Dr. Patrick Graichen, einer der vehementesten Befürworter einer grundsätzlichen Energiewende aus Klimaschutzgründen, gesteht dem Magazin Die Zeit, dass sich die Experten der Energiewende vergaloppiert haben. Das könnte nicht das letzte Mal gewesen sein.
Dr. Patrick Graichen, ehemals Referatsleiter für Energie- und Klimapolitik im Bundesumweltministerium und dort für nationale und internationale Klimapolitik zuständig, ist heute Geschäftsführer der Denkfabrik Agora Energiewende. Denkfabriken sind deutsche Ausgaben amerikanischer Lobby-Institutionen, die finanziert werden, um für bestimmte Anliegen intellektuell anspruchsvolles Lobbying zu betreiben. Agora Energiewende spricht in der Person Dr. Graichens quasi für die Initiatoren der Energiewende. In der Zeit leistet er den Offenbarungseid.
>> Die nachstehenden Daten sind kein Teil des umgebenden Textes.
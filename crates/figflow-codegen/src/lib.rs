//! Code generation from design scene graphs to Flutter widget trees.
//!
//! The generator walks the selected nodes of a [`SceneGraph`] and emits one
//! widget expression per visible node. Unsupported input never fails a pass:
//! it is either omitted or reported through [`Generation::warnings`].
//!
//! # Features
//!
//! - `flutter` - Generate Flutter (Dart) widget code (default)
//!
//! # Example
//!
//! ```
//! use figflow_codegen::{CodeGenerator, FlutterGenerator, Settings};
//! use figflow_core::{NodeKind, SceneGraph, SceneNode};
//!
//! let mut graph = SceneGraph::new();
//! let id = graph.add_root(SceneNode::new(NodeKind::Rectangle).with_size(24.0, 24.0));
//!
//! let generator = FlutterGenerator::new(Settings::default())?;
//! let generation = generator.generate(&graph, &[id])?;
//! assert!(generation.code.starts_with("Container("));
//! # Ok::<(), figflow_codegen::CodegenError>(())
//! ```
//!
//! [`SceneGraph`]: figflow_core::SceneGraph

pub mod context;
pub mod error;
pub mod format;
pub mod generators;
pub mod settings;
pub mod warnings;

pub use context::GenerationContext;
pub use error::{CodegenError, Result};
pub use format::{class_name, indent_string, num_to_fixed, WidgetCall};
pub use generators::{CodeGenerator, Generation, TemplateEngine};
pub use settings::{GenerationMode, Settings};
pub use warnings::Warnings;

#[cfg(feature = "flutter")]
pub use generators::{cleanup, FlutterGenerator};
Graichen sagt dem Magazin: »Wir haben uns geirrt bei der Energiewende. Nicht in ein paar Details, sondern in einem zentralen Punkt. Die vielen neuen Windräder und Solaranlagen, die Deutschland baut, leisten nicht, was wir uns von ihnen versprochen haben. Wir hatten gehofft, dass sie die schmutzigen Kohlekraftwerke ersetzen würden, die schlimmste Quelle von Treibhausgasen. Aber das tun sie nicht.«
Auf Deutsch: Keiner der Energiewende-Experten hatte bedacht, dass auf Strommärkten, wie auf allen Märkten, das billigste Angebot ansonsten identischer Ware schneller verkauft wird. Dass in sonnen- und windreichen Zeiten regenerative Energien höchsteffiziente Gaskraftwerke wegen des dort so genannten »Merit-Order-Effektes« verdrängen würden, war für die Experten nicht vorstellbar.
Dr. Graichen nennt diese Entwicklung »Energiewende-Paradox«. Aber da ist nichts Paradoxes, sondern alles folgt den normalen Regeln der Strombörsen. Die eigene Kurzsichtigkeit auf das Scheitern des korrupt-kriminellen CO2-Marktes zu schieben, greift zu kurz. Zwar können viele Deutsche »Börse«, »Märkte« und »Wirtschaft« nicht leiden und lernen aus Protest nur wenig über sie. Von »Experten«, die das Wohl einer Volkswirtschaft in den Händen halten, sollte man Gleiches aber verlangen dürfen.